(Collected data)
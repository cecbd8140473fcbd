//! Element graph and connection manager
//!
//! Placement, wiring and lookup over the bounded canvas arena. Elements and
//! connections are never individually deleted; the arena only empties on a
//! scenario reset. Lookups are linear scans, acceptable for an arena capped
//! at [`MAX_ELEMENTS_ON_CANVAS`].

use glam::IVec2;
use thiserror::Error;

use super::state::{Connection, Element, ElementId, ElementKind, SimState};
use crate::consts::*;

/// Why an element could not be placed
#[derive(Debug, Clone, Copy, PartialEq, Eq, Error)]
pub enum PlaceError {
    #[error("canvas arena is full ({MAX_ELEMENTS_ON_CANVAS} elements)")]
    CanvasFull,
    #[error("grid cell ({}, {}) already holds an element", .cell.x, .cell.y)]
    CellOccupied { cell: IVec2 },
}

/// Why a connection could not be created
#[derive(Debug, Clone, Copy, PartialEq, Eq, Error)]
pub enum ConnectError {
    #[error("connection table is full ({MAX_CONNECTIONS} connections)")]
    CapacityExceeded,
    #[error("an element cannot drive itself")]
    SelfConnection,
    #[error("no active element {0}")]
    ElementNotFound(ElementId),
    #[error("input slot {0} is out of range")]
    InvalidSlot(usize),
    #[error("input slot {0} is already driven")]
    SlotOccupied(usize),
}

impl SimState {
    /// Place a new element on the canvas.
    ///
    /// Allocates the next id and inserts the element with all input slots
    /// unconnected and output low. The target cell must be empty and the
    /// arena below capacity.
    pub fn place(&mut self, kind: ElementKind, cell: IVec2) -> Result<ElementId, PlaceError> {
        if self.elements.len() >= MAX_ELEMENTS_ON_CANVAS {
            return Err(PlaceError::CanvasFull);
        }
        if self.elements.iter().any(|e| e.active && e.cell == cell) {
            return Err(PlaceError::CellOccupied { cell });
        }

        let id = self.alloc_element_id();
        self.elements.push(Element::new(id, kind, cell));
        log::info!(
            "placed {} {} at ({}, {})",
            kind.display_name(),
            id,
            cell.x,
            cell.y
        );
        Ok(id)
    }

    /// Wire `from`'s output into input slot `slot` of `to`.
    ///
    /// The destination slot is bound and the destination's connected-input
    /// count re-derived. The source id is not required to resolve yet; an
    /// unresolved driver simply reads low during propagation.
    pub fn connect(
        &mut self,
        from: ElementId,
        to: ElementId,
        slot: usize,
    ) -> Result<(), ConnectError> {
        if self.connections.len() >= MAX_CONNECTIONS {
            return Err(ConnectError::CapacityExceeded);
        }
        if from == to {
            return Err(ConnectError::SelfConnection);
        }

        let target = self
            .elements
            .iter_mut()
            .find(|e| e.active && e.id == to)
            .ok_or(ConnectError::ElementNotFound(to))?;
        if slot >= MAX_INPUTS_PER_ELEMENT {
            return Err(ConnectError::InvalidSlot(slot));
        }
        if target.inputs[slot].is_some() {
            return Err(ConnectError::SlotOccupied(slot));
        }

        target.inputs[slot] = Some(from);
        target.connected_inputs = target.derive_connected_inputs();
        self.connections.push(Connection {
            from,
            to,
            slot,
            active: true,
        });
        log::info!(
            "connected {} -> {} slot {} ({} connections total)",
            from,
            to,
            slot,
            self.connections.len()
        );
        Ok(())
    }

    /// Look up an active element by id
    pub fn find_active(&self, id: ElementId) -> Option<&Element> {
        self.elements.iter().find(|e| e.active && e.id == id)
    }

    fn find_active_mut(&mut self, id: ElementId) -> Option<&mut Element> {
        self.elements.iter_mut().find(|e| e.active && e.id == id)
    }

    /// Momentary activation of an element: a button is held high, a switch
    /// is toggled. Other kinds have no interaction.
    pub fn interact(&mut self, id: ElementId) {
        let Some(elem) = self.find_active_mut(id) else {
            log::warn!("element {id} not found for interaction");
            return;
        };
        match elem.kind {
            ElementKind::Button => elem.output = true,
            ElementKind::Switch => {
                elem.output = !elem.output;
                log::info!(
                    "switch {} toggled {}",
                    elem.id,
                    if elem.output { "on" } else { "off" }
                );
            }
            ElementKind::Source
            | ElementKind::Sensor
            | ElementKind::And
            | ElementKind::Or
            | ElementKind::Not
            | ElementKind::Bus
            | ElementKind::FlipFlop
            | ElementKind::Mux
            | ElementKind::Tape
            | ElementKind::Sequencer => {
                log::debug!("element {} ({:?}) has no interaction", elem.id, elem.kind);
            }
        }
    }

    /// End of a momentary activation: a button goes low again. Switches keep
    /// their toggled state.
    pub fn release(&mut self, id: ElementId) {
        let Some(elem) = self.find_active_mut(id) else {
            log::warn!("element {id} not found for release");
            return;
        };
        if elem.kind == ElementKind::Button {
            elem.output = false;
        }
    }
}
//! Scenario definitions, condition evaluation and progression
//!
//! A scenario is a goal: a handful of conditions checked against the live
//! element graph after every propagation pass. Condition flags are
//! recomputed from scratch each evaluation and may flip back off when the
//! board changes; scenario completion is monotonic for a loaded instance
//! and pays its reward exactly once.

use serde::{Deserialize, Serialize};

use super::state::{ElementKind, SimState};
use crate::consts::*;

/// Reward paid for completing any scenario
const SCENARIO_REWARD: u32 = 100;

/// The closed set of condition checks
///
/// The three state-based kinds are declared but have no evaluation rule yet;
/// they are deterministically unsatisfied rather than silently passing.
#[derive(Debug, Clone, Copy, PartialEq, Eq, Serialize, Deserialize)]
pub enum ConditionKind {
    /// At least `target` active elements of the filtered kind
    MinElements,
    /// At most `target` active elements of the filtered kind
    MaxElements,
    MinUniqueStates,
    MaxUniqueStates,
    SpecificState,
}

/// One requirement of a scenario
#[derive(Debug, Clone, PartialEq, Serialize, Deserialize)]
pub struct Condition {
    pub kind: ConditionKind,
    /// Element kind the check counts
    pub element: ElementKind,
    pub target: u32,
    /// Recomputed every evaluation; not monotonic
    pub met: bool,
    pub description: String,
}

/// A goal the player is working toward
#[derive(Debug, Clone, PartialEq, Serialize, Deserialize)]
pub struct Scenario {
    pub name: String,
    pub description: String,
    pub conditions: Vec<Condition>,
    /// Set once all conditions hold; never cleared within a loaded instance
    pub completed: bool,
    pub reward: u32,
}

impl Scenario {
    pub fn new(name: &str, description: &str) -> Self {
        Self {
            name: name.to_string(),
            description: description.to_string(),
            conditions: Vec::new(),
            completed: false,
            reward: SCENARIO_REWARD,
        }
    }

    /// Append a condition; fails when the scenario already carries the
    /// maximum number.
    pub fn add_condition(
        &mut self,
        kind: ConditionKind,
        element: ElementKind,
        target: u32,
        description: &str,
    ) -> bool {
        if self.conditions.len() >= MAX_CONDITIONS_PER_SCENARIO {
            return false;
        }
        self.conditions.push(Condition {
            kind,
            element,
            target,
            met: false,
            description: description.to_string(),
        });
        true
    }
}

/// The fixed scenario progression, in play order
#[derive(Debug, Clone, Copy, PartialEq, Eq, Hash, Serialize, Deserialize)]
pub enum ScenarioId {
    BasicCircuit,
    SimpleLogic,
    ToggleSwitch,
    MultiInput,
    ComplexLogic,
}

impl ScenarioId {
    pub const COUNT: usize = 5;

    /// Position in the progression, also the completion-flag index
    pub fn index(self) -> usize {
        match self {
            ScenarioId::BasicCircuit => 0,
            ScenarioId::SimpleLogic => 1,
            ScenarioId::ToggleSwitch => 2,
            ScenarioId::MultiInput => 3,
            ScenarioId::ComplexLogic => 4,
        }
    }

    /// The scenario after this one, if any
    pub fn next(self) -> Option<ScenarioId> {
        match self {
            ScenarioId::BasicCircuit => Some(ScenarioId::SimpleLogic),
            ScenarioId::SimpleLogic => Some(ScenarioId::ToggleSwitch),
            ScenarioId::ToggleSwitch => Some(ScenarioId::MultiInput),
            ScenarioId::MultiInput => Some(ScenarioId::ComplexLogic),
            ScenarioId::ComplexLogic => None,
        }
    }

    /// Build a fresh instance of this scenario's definition
    pub fn definition(self) -> Scenario {
        match self {
            ScenarioId::BasicCircuit => {
                let mut s = Scenario::new(
                    "Basic Circuit",
                    "Learn the basics: place a switch and a gate",
                );
                s.add_condition(
                    ConditionKind::MinElements,
                    ElementKind::Switch,
                    1,
                    "Place at least 1 switch",
                );
                s.add_condition(
                    ConditionKind::MinElements,
                    ElementKind::And,
                    1,
                    "Place at least 1 AND gate",
                );
                s
            }
            ScenarioId::SimpleLogic => {
                let mut s = Scenario::new(
                    "Simple Logic",
                    "Build a working circuit: connect a source to an AND gate",
                );
                s.add_condition(
                    ConditionKind::MinElements,
                    ElementKind::Source,
                    1,
                    "Place at least 1 source",
                );
                s.add_condition(
                    ConditionKind::MinElements,
                    ElementKind::And,
                    1,
                    "Place at least 1 AND gate",
                );
                s.add_condition(
                    ConditionKind::MinElements,
                    ElementKind::Switch,
                    1,
                    "Place at least 1 switch",
                );
                s
            }
            ScenarioId::ToggleSwitch => {
                let mut s = Scenario::new(
                    "Toggle Switch",
                    "Master switching: use multiple switches with gates",
                );
                s.add_condition(
                    ConditionKind::MinElements,
                    ElementKind::Switch,
                    2,
                    "Place at least 2 switches",
                );
                s.add_condition(
                    ConditionKind::MinElements,
                    ElementKind::Or,
                    1,
                    "Place at least 1 OR gate",
                );
                s
            }
            ScenarioId::MultiInput => {
                let mut s = Scenario::new(
                    "Multi Input",
                    "Advanced logic: combine multiple input types",
                );
                s.add_condition(
                    ConditionKind::MinElements,
                    ElementKind::Source,
                    1,
                    "Place at least 1 source",
                );
                s.add_condition(
                    ConditionKind::MinElements,
                    ElementKind::Button,
                    1,
                    "Place at least 1 button",
                );
                s.add_condition(
                    ConditionKind::MinElements,
                    ElementKind::Or,
                    1,
                    "Place at least 1 OR gate",
                );
                s.add_condition(
                    ConditionKind::MaxElements,
                    ElementKind::Switch,
                    0,
                    "Use no switches",
                );
                s
            }
            ScenarioId::ComplexLogic => {
                let mut s = Scenario::new(
                    "Complex Logic",
                    "Expert challenge: build circuits with both gate types",
                );
                s.add_condition(
                    ConditionKind::MinElements,
                    ElementKind::And,
                    1,
                    "Place at least 1 AND gate",
                );
                s.add_condition(
                    ConditionKind::MinElements,
                    ElementKind::Or,
                    1,
                    "Place at least 1 OR gate",
                );
                s.add_condition(
                    ConditionKind::MinElements,
                    ElementKind::Source,
                    2,
                    "Place at least 2 sources",
                );
                s
            }
        }
    }
}

impl SimState {
    /// Install a fresh instance of the given scenario
    pub fn load_scenario(&mut self, id: ScenarioId) {
        self.scenario_id = id;
        self.scenario = id.definition();
        log::info!("loaded scenario '{}'", self.scenario.name);
    }

    /// Recompute every condition from the current element graph and handle
    /// completion: pay the reward once, record the completion flag and move
    /// on to the next scenario in sequence.
    pub fn evaluate_scenario(&mut self) {
        let elements = &self.elements;
        let count = |kind: ElementKind| {
            elements
                .iter()
                .filter(|e| e.active && e.kind == kind)
                .count() as u32
        };

        let mut all_met = true;
        for condition in self.scenario.conditions.iter_mut() {
            condition.met = match condition.kind {
                ConditionKind::MinElements => count(condition.element) >= condition.target,
                ConditionKind::MaxElements => count(condition.element) <= condition.target,
                // No evaluation rule yet; unsatisfied rather than passing
                ConditionKind::MinUniqueStates
                | ConditionKind::MaxUniqueStates
                | ConditionKind::SpecificState => false,
            };
            if !condition.met {
                all_met = false;
            }
        }

        if all_met && !self.scenario.completed {
            self.scenario.completed = true;
            self.score += u64::from(self.scenario.reward);
            log::info!(
                "scenario '{}' completed, score {}",
                self.scenario.name,
                self.score
            );
            if self.advance_scenario() {
                log::info!("advanced to scenario '{}'", self.scenario.name);
            }
        }
    }

    /// Move to the next scenario in sequence. Requires the current scenario
    /// to be completed; returns false at the end of the progression.
    pub fn advance_scenario(&mut self) -> bool {
        if !self.scenario.completed {
            return false;
        }
        self.scenarios_completed[self.scenario_id.index()] = true;

        match self.scenario_id.next() {
            Some(next) => {
                self.load_scenario(next);
                true
            }
            None => {
                log::info!("all scenarios completed");
                false
            }
        }
    }

    /// Clear the canvas, return discarded cards to the hand (dropping any
    /// overflow beyond hand capacity) and reload the current scenario fresh.
    pub fn reset_scenario(&mut self) {
        self.elements.clear();
        self.connections.clear();

        for card in self.discard.drain(..) {
            if self.hand.len() < MAX_CARDS_IN_HAND {
                self.hand.push(card);
            }
        }

        let id = self.scenario_id;
        self.load_scenario(id);
        log::info!("reset scenario '{}'", self.scenario.name);
    }
}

**Problem statement**
The word "fresh" occurs in some lines of the data above; report how many such lines there are, with no other words.

**Exercise solution**
3